Она вонзила ногти в мои ребра.
— Ну а если мне в самом деле кто-нибудь сделает предложение? Как ты к этому отнесешься?
— Я спокойно приму любое твое решение.
— Совсем-совсем спокойно?
— Ну…
— И ни чуточки не горевал бы?
— Горевал бы, если б ты получила не то, что искала.
— Врешь. Кривишь душой. Думаешь таким образом скрыть свое равнодушие ко мне. Если б ты хотел жениться на мне, то говорил бы не так. Надулся? А ну-ка поцелуй меня! Ты у меня на первом месте. А с замужеством можно подождать…
Я встал и потянулся за одеждой. Она вскочила за мной.
— Данила, куда ты?
— Забыл оставить Ибрагиму денег.
— Неправда.
— Будь умницей!
— Дане, останься!
Сначала нерешительно, а потом все сильнее, словно борясь за жизнь или за грудного ребенка, она стала вырывать у меня одежду.
— Не уходи, пожалуйста! Не сейчас! Побудь еще! Данила, оставь все это, я больше не буду, никогда не буду, никого мне не надо, я одного тебя люблю, я, дура, врала тебе, Данила!
И она сползла вниз — по моей груди, ногам. Я оставил ее на полу, с протянутыми ко мне руками.
Нет,
не хочу, чтобы она угасла и увяла от моей старости, чтоб мой несносный характер отравил ее, чтоб грядущие двадцать весен она встречала с проклятиями и горьким сознанием, что обманулась во мне.
Не хочу, чтоб Ибрагим хоть раз подумал: она ему дороже, а я-то, дурак, решил, что я. Нет,
у Данилы еще достанет силушки, чтоб у своих неутоленных желаний выбить зубы и втоптать их в землю тяжелым сапогом. И, странное дело, горюя о Малинке, я, Ибрагим, думаю о тебе, здесь, под ребрами, теплится что-то живое и дорогое… Знай я, какое это счастье иметь сына, я бы еще двадцать лет назад завел по меньшей мере девятерых, и старый Юг Богдан Лисичич просто безумел бы от гордости, глядя, как его Юговичи расшвыривают во все стороны оккупантов. А если б они погибли где-нибудь на зеленгорских или сремских полях сражений, старик завел бы еще девятерых, и с легкой душой отдал бы жизнь перед бункером или на какой-нибудь высотке, прикрывая отход раненых Юговичей — своих и чужих, рожденных на этой земле. Нужды нет, что не моя жена носила тебя под сердцем и кормила грудью, что не я учил тебя смалу держать плуг и сбивать на лету ястреба, все равно, милый мой Ибрагим, я глупею при одной мысли, что буду держать тебя за руку и оберегать твой сон. И вот я бегу к тебе. Я должен увидеть тебя до рассвета…

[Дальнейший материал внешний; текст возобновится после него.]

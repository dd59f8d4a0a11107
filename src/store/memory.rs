use super::CoordinationStore;
use crate::error::StoreError;
use async_trait::async_trait;
use std::collections::{BTreeSet, HashMap, HashSet};
use std::sync::RwLock;
use std::time::{Duration, Instant};

struct Entry {
    value: String,
    expires_at: Option<Instant>,
}

/// In-memory [`CoordinationStore`] fake, grounded on the same
/// deterministic-double-over-a-shared-lock shape as an in-memory test
/// manager: no network, inspectable state, real expiry semantics via
/// `Instant` so TTL-dependent invariants are still exercisable without a
/// live Redis.
#[derive(Default)]
pub struct InMemoryStore {
    strings: RwLock<HashMap<String, Entry>>,
    sets: RwLock<HashMap<String, HashSet<String>>>,
    zsets: RwLock<HashMap<String, BTreeSet<(ordered_float::NotNan<f64>, String)>>>,
}

mod ordered_float {
    // Minimal NotNan wrapper so BTreeSet can order zset members by score.
    // Scheduler code only ever feeds it execution timestamps, never NaN.
    #[derive(Clone, Copy, Debug, PartialEq)]
    pub struct NotNan(f64);

    impl NotNan {
        pub fn new(v: f64) -> Self {
            debug_assert!(!v.is_nan());
            Self(v)
        }
    }

    impl Eq for NotNan {}
    impl PartialOrd for NotNan {
        fn partial_cmp(&self, other: &Self) -> Option<std::cmp::Ordering> {
            Some(self.cmp(other))
        }
    }
    impl Ord for NotNan {
        fn cmp(&self, other: &Self) -> std::cmp::Ordering {
            self.0.partial_cmp(&other.0).unwrap_or(std::cmp::Ordering::Equal)
        }
    }
}

impl InMemoryStore {
    pub fn new() -> Self {
        Self::default()
    }

    fn is_live(entry: &Entry) -> bool {
        entry.expires_at.map(|at| at > Instant::now()).unwrap_or(true)
    }
}

#[async_trait]
impl CoordinationStore for InMemoryStore {
    async fn get(&self, key: &str) -> Result<Option<String>, StoreError> {
        let map = self.strings.read().unwrap();
        Ok(map
            .get(key)
            .filter(|e| Self::is_live(e))
            .map(|e| e.value.clone()))
    }

    async fn set(&self, key: &str, value: &str, ttl: Duration) -> Result<(), StoreError> {
        let mut map = self.strings.write().unwrap();
        map.insert(
            key.to_string(),
            Entry {
                value: value.to_string(),
                expires_at: Some(Instant::now() + ttl),
            },
        );
        Ok(())
    }

    async fn set_if_absent(&self, key: &str, value: &str, ttl: Duration) -> Result<bool, StoreError> {
        let mut map = self.strings.write().unwrap();
        if let Some(existing) = map.get(key) {
            if Self::is_live(existing) {
                return Ok(false);
            }
        }
        map.insert(
            key.to_string(),
            Entry {
                value: value.to_string(),
                expires_at: Some(Instant::now() + ttl),
            },
        );
        Ok(true)
    }

    async fn delete(&self, keys: &[&str]) -> Result<u64, StoreError> {
        let mut map = self.strings.write().unwrap();
        let mut removed = 0;
        for key in keys {
            if map.remove(*key).is_some() {
                removed += 1;
            }
        }
        Ok(removed)
    }

    async fn exists(&self, key: &str) -> Result<bool, StoreError> {
        let map = self.strings.read().unwrap();
        Ok(map.get(key).map(Self::is_live).unwrap_or(false))
    }

    async fn expire(&self, key: &str, ttl: Duration) -> Result<bool, StoreError> {
        let mut map = self.strings.write().unwrap();
        if let Some(entry) = map.get_mut(key) {
            if Self::is_live(entry) {
                entry.expires_at = Some(Instant::now() + ttl);
                return Ok(true);
            }
        }
        Ok(false)
    }

    async fn ttl(&self, key: &str) -> Result<Option<Duration>, StoreError> {
        let map = self.strings.read().unwrap();
        Ok(map.get(key).filter(|e| Self::is_live(e)).and_then(|e| {
            e.expires_at.map(|at| at.saturating_duration_since(Instant::now()))
        }))
    }

    async fn compare_and_delete(&self, key: &str, expected: &str) -> Result<bool, StoreError> {
        let mut map = self.strings.write().unwrap();
        match map.get(key) {
            Some(entry) if Self::is_live(entry) && entry.value == expected => {
                map.remove(key);
                Ok(true)
            }
            _ => Ok(false),
        }
    }

    async fn compare_and_expire(
        &self,
        key: &str,
        expected: &str,
        ttl: Duration,
    ) -> Result<bool, StoreError> {
        let mut map = self.strings.write().unwrap();
        match map.get_mut(key) {
            Some(entry) if Self::is_live(entry) && entry.value == expected => {
                entry.expires_at = Some(Instant::now() + ttl);
                Ok(true)
            }
            _ => Ok(false),
        }
    }

    async fn set_add(&self, key: &str, member: &str) -> Result<(), StoreError> {
        let mut sets = self.sets.write().unwrap();
        sets.entry(key.to_string()).or_default().insert(member.to_string());
        Ok(())
    }

    async fn set_remove(&self, key: &str, member: &str) -> Result<(), StoreError> {
        let mut sets = self.sets.write().unwrap();
        if let Some(set) = sets.get_mut(key) {
            set.remove(member);
        }
        Ok(())
    }

    async fn set_members(&self, key: &str) -> Result<Vec<String>, StoreError> {
        let sets = self.sets.read().unwrap();
        Ok(sets.get(key).map(|s| s.iter().cloned().collect()).unwrap_or_default())
    }

    async fn set_is_member(&self, key: &str, member: &str) -> Result<bool, StoreError> {
        let sets = self.sets.read().unwrap();
        Ok(sets.get(key).map(|s| s.contains(member)).unwrap_or(false))
    }

    async fn incr_by(&self, key: &str, by: i64) -> Result<i64, StoreError> {
        let mut map = self.strings.write().unwrap();
        let entry = map.entry(key.to_string()).or_insert_with(|| Entry {
            value: "0".to_string(),
            expires_at: None,
        });
        let current: i64 = entry.value.parse().unwrap_or(0);
        let next = current + by;
        entry.value = next.to_string();
        Ok(next)
    }

    async fn zadd_capped(
        &self,
        key: &str,
        member: &str,
        score: f64,
        cap: usize,
        _ttl: Duration,
    ) -> Result<(), StoreError> {
        let mut zsets = self.zsets.write().unwrap();
        let set = zsets.entry(key.to_string()).or_default();
        set.insert((ordered_float::NotNan::new(score), member.to_string()));
        while set.len() > cap {
            let first = set.iter().next().cloned();
            if let Some(first) = first {
                set.remove(&first);
            }
        }
        Ok(())
    }

    async fn zrevrange(&self, key: &str, limit: usize) -> Result<Vec<String>, StoreError> {
        let zsets = self.zsets.read().unwrap();
        let Some(set) = zsets.get(key) else {
            return Ok(Vec::new());
        };
        let mut members: Vec<String> = set.iter().rev().map(|(_, m)| m.clone()).collect();
        if limit > 0 && members.len() > limit {
            members.truncate(limit);
        }
        Ok(members)
    }
}

#[cfg(test)]
mod tests {
    use super::*;

    #[tokio::test]
    async fn set_if_absent_fails_once_a_live_key_exists() {
        let store = InMemoryStore::new();
        assert!(store.set_if_absent("k", "a", Duration::from_secs(10)).await.unwrap());
        assert!(!store.set_if_absent("k", "b", Duration::from_secs(10)).await.unwrap());
    }

    #[tokio::test]
    async fn compare_and_delete_requires_matching_owner() {
        let store = InMemoryStore::new();
        store.set("lock", "owner-a", Duration::from_secs(10)).await.unwrap();
        assert!(!store.compare_and_delete("lock", "owner-b").await.unwrap());
        assert!(store.compare_and_delete("lock", "owner-a").await.unwrap());
        assert!(!store.exists("lock").await.unwrap());
    }

    #[tokio::test]
    async fn zadd_capped_keeps_only_the_newest_entries() {
        let store = InMemoryStore::new();
        for i in 0..5 {
            store
                .zadd_capped("hist", &format!("entry-{i}"), i as f64, 3, Duration::from_secs(60))
                .await
                .unwrap();
        }
        let members = store.zrevrange("hist", 0).await.unwrap();
        assert_eq!(members, vec!["entry-4", "entry-3", "entry-2"]);
    }
}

Клянусь, что свою подмоченную биографию я заставлю выдержать все, пока ты, набравшись силы, здоровья и ума, не сможешь сладить с этой суровой жизнью. При этом дядюшка еще снабдит тебя всевозможными справками, столь необходимыми в сложной гражданской жизни, дабы подлость людская не встала тебе поперек дороги, дабы люди добротой возместили тебе свое небрежение к памяти храброго отца твоего — Латифа Абасовича-Голяка.
Я мчусь по кругам света, вписанным в уличную грязь и слякоть. В ушах снова зазвучал запоздалый плач Малинки, и травинки сомнений стали путаться под ногами. Тогда я призвал на помощь ясную, как полная луна, улыбку Ибрагима, и сомнения исчезли, словно обнаруженные засады.
Сын Ибрагим!
В третий раз я пляшу вокруг больничного здания. Все двери заперты. Черные квадраты окон, и только в одном — на первом этаже — прямой луч света между приоткрытых ставен. Я встал на цыпочки. Ничего. Тогда я тихонько влез на стоявшую неподалеку поленницу. Теперь сосна застит мне свет в окошке. Спустился. Встал у кладбища. Вокруг меня спокойно лежат сотни Муйо, Йованов, Салко и Владиславов, погибших из-за межи, дерева, кур, женщин, из-за худого слова и хмурого взгляда, в пьяной драке и не в пьяной, лежат целые поколения, которые слопал сифилис, разъела сибирская язва или задушила горячка. Безымянные, словно на смертных муках не захотели оставить в этом полном страданий мире даже имен своих. Шум дождичка в листве деревьев выдает их дыхание, несет от него — карболкой.
Ладони мои покрылись испариной. Я бросился бежать. У больничных дверей остановился. Ждать — чего и сам не знаю? Ибрагим, наверное, заснул, сморенный лекарствами и мягкой постелью. Санитар Муйо не пустит меня ни за какие коврижки. А может быть, в этом кабинете с освещенным окном сидит он? Повалился на стол, забрызганный кровью и гноем, и спит себе сном праведника и добродетеля, пока кто-нибудь из палат не завопит: «Помогите!»